You can use a passkey stored on your phone to log in to another device nearby, such as a laptop you’re borrowing. The login screen on the loaner’s laptop will have the option to provide a QR code that you can scan with your phone. It uses Bluetooth to make sure your phone and computer are nearby, then allows you to use fingerprint or facial recognition on your phone. Your phone will connect to the computer over a secure connection to complete the verification process.
Why are passkeys more secure than passwords?
Passwords use a time-tested security foundation called public key cryptography for login purposes. It’s the same technology that awaits you when you type your credit card number into a website. The beauty of the system is that a website should base its password record on your public key only on data that is made transparent. The private key used to set the passkey is stored only on your own device. There is no database of password data that a hacker can steal.
Another great benefit of passkeys is blocking phishing attempts. “Users can never be fooled because passwords are intrinsically tied to the website or app they’re set on,” Ricky Mondello, who oversees authentication technology at Apple, said in a WWDC video.
Using passkeys requires your device to be convenient and able to unlock it: a combination that maintains two-factor authentication, but with less hassle than an SMS code. And with passkeys, no one can peek over your shoulder to see you type your password.
When will I see the passkeys?
Passkeys will start popping up this year.
At its Worldwide Developers Conference, Apple said it would bring Passkeys to iOS 16 and MacOS Ventura, the major operating system software updates expected this fall. In May, Google will bring passkey support to 2022 Android software for developer testing, Google’s head of authentication Mark Risher said. Password support should be available in Chrome and Chrome OS at the same time. Microsoft plans support in Windows in the coming months.
Some websites and apps are eager to update their login software to use passkeys, so you can take advantage of the security benefits. Others move slowly. Don’t expect passwords to go away, even if passwords catch up quickly.
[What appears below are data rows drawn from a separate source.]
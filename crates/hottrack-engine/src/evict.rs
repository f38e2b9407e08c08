//! Budgeted eviction of cold tracking items.
//!
//! One primitive serves both pressure sources: the aging worker's internal
//! high-water evictor (budget in bytes) and the external shrinker (budget in
//! items). The primitive walks the inode-kind buckets coldest-first and
//! reclaims items nobody but the index still references; reclaiming an inode
//! cascades to all of its ranges.

use tracing::debug;

use hottrack_core::temperature::MAP_SIZE;

use crate::tracker::Tracker;

impl Tracker {
    /// Reclaims cold items until `budget` of cost (as measured by `cost`)
    /// has been freed or every bucket has been scanned. Returns the freed
    /// cost.
    ///
    /// Items with outstanding references (in-flight updates, held lookups,
    /// aging pins) are skipped; they cannot be cold enough to matter and
    /// must not be pulled out from under their holders.
    pub(crate) fn evict(&self, budget: u64, cost: fn(&Tracker) -> u64) -> u64 {
        if budget == 0 {
            return 0;
        }
        let mut remaining = budget as i128;
        let mut freed = 0u64;

        for bucket in 0..MAP_SIZE {
            {
                let mut idx = self.inodes.lock().unwrap();
                for entry in idx.map.bucket_entries(bucket) {
                    // only the index holds it: safe to drop. The index lock
                    // gates every clone path, so the count cannot grow under
                    // us here.
                    if entry.strong_count() != 1 {
                        continue;
                    }
                    let Some(item) = entry.upgrade() else {
                        continue;
                    };

                    let before = cost(self);
                    self.unlink_inode_item_locked(&mut idx, &item);
                    drop(item);
                    let delta = before.saturating_sub(cost(self));

                    freed += delta;
                    remaining -= delta as i128;
                    if remaining <= 0 {
                        break;
                    }
                }
            }
            if remaining <= 0 {
                break;
            }
            std::thread::yield_now();
        }
        freed
    }

    /// Internal evictor: brings the byte usage back under the configured
    /// high-water threshold. Disabled while the threshold tunable is 0.
    pub(crate) fn evict_to_threshold(&self) {
        let threshold_mib = self.tunables().memory_high_threshold_mib();
        if threshold_mib == 0 {
            return;
        }
        let threshold = threshold_mib * 1024 * 1024;
        let usage = self.mem_usage_bytes();
        if usage <= threshold {
            return;
        }

        let freed = self.evict(usage - threshold, Tracker::mem_usage_bytes);
        debug!(freed_bytes = freed, "memory evictor pass");
    }
}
Do websites and apps require me to use passkeys?
As the technology is new and unusual, you will likely be forced to use passkeys. Websites and apps you already use can add password support to existing password methods.
Passkeys may be offered as a preferred option when signing up for a new service. Eventually, they may be the only option.
Do passkeys lock me into the Apple or Google ecosystem?
It’s not like that. Even if passkeys are installed on one company’s technology stack, you can leave Apple’s world to use passkeys with Microsoft or Google.
“Users can sign in using a passkey on an Apple device using the Google Chrome browser running on Microsoft Windows,” Vasu Jakkal, Microsoft’s security and identity technology leader, said in a May blog post.
Password advocates say Apple and Google are working on technology to allow people to transfer their passwords from one technology domain to another.
How do password managers deal with passwords?
Password managers play an important role in generating, storing and synchronizing passwords. But passkeys can be plugged into your phone or personal computer, not your password manager, at least in the eyes of tech giants like Google and Apple.
But this can change.
“We expect a natural evolution that allows third-party password managers to plug in and allow portability between ecosystems,” Google’s researcher said.
He envisions that passkeys will evolve to accommodate fewer and third-party passkey managers across the ecosystem. “This has been a talking point since the beginning of this industry push.”
In fact, password manager Dashlane is testing passkey support and plans to roll it out more widely in the coming weeks. “Users can store their passwords for multiple websites and benefit from the same convenience and security they already have with their passwords,” the company said in a blog post.
1Password maker AgileBits has just joined the FIDO Alliance, and DashLane and LastPass are already members.